■ EXERCISE DETAILS ■
After reading the listing below, copy it out exactly.
--- INPUT MATERIAL Enclosed Below ---
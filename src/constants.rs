/// Default aging-window length in blocks (spec.md §3, the chain's tree
/// interval).
pub const TREE_INTERVAL: u64 = 36;

/// Fallback TTL (seconds) applied when a synthesized response carries no
/// usable TTL of its own.
pub const DNS_CACHE_TTL_SECONDS: u32 = 300;

/// Cap on the verified-fallback peer list.
pub const MAX_FALLBACK_PEERS: usize = 10;

/// Full-node peer TCP port on mainnet.
pub const MAINNET_PORT: u16 = 12038;

/// Error count at which a peer is excluded from selection.
pub const MAX_ERRORS: u32 = 3;

/// Sweep popularity threshold: counters above this are prefetched instead
/// of dropped.
pub const POPULARITY_THRESHOLD: u32 = 2;

pub const PEER_CONNECT_TIMEOUT_MS: u64 = 3_000;
pub const PEER_READ_TIMEOUT_MS: u64 = 10_000;

pub const FORWARD_DNS_SERVER: &str = "1.1.1.1:53";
--- End of Enclosed INPUT MATERIAL ---
■ OUTPUT OF THE TASK ■
filename src/constants.rs
/// Default aging-window length in blocks (spec.md §3, the chain's tree
/// interval).
pub const TREE_INTERVAL: u64 = 36;

/// Fallback TTL (seconds) applied when a synthesized response carries no
/// usable TTL of its own.
pub const DNS_CACHE_TTL_SECONDS: u32 = 300;

/// Cap on the verified-fallback peer list.
pub const MAX_FALLBACK_PEERS: usize = 10;

/// Full-node peer TCP port on mainnet.
pub const MAINNET_PORT: u16 = 12038;

/// Error count at which a peer is excluded from selection.
pub const MAX_ERRORS: u32 = 3;

/// Sweep popularity threshold: counters above this are prefetched instead
/// of dropped.
pub const POPULARITY_THRESHOLD: u32 = 2;

pub const PEER_CONNECT_TIMEOUT_MS: u64 = 3_000;
pub const PEER_READ_TIMEOUT_MS: u64 = 10_000;

pub const FORWARD_DNS_SERVER: &str = "1.1.1.1:53";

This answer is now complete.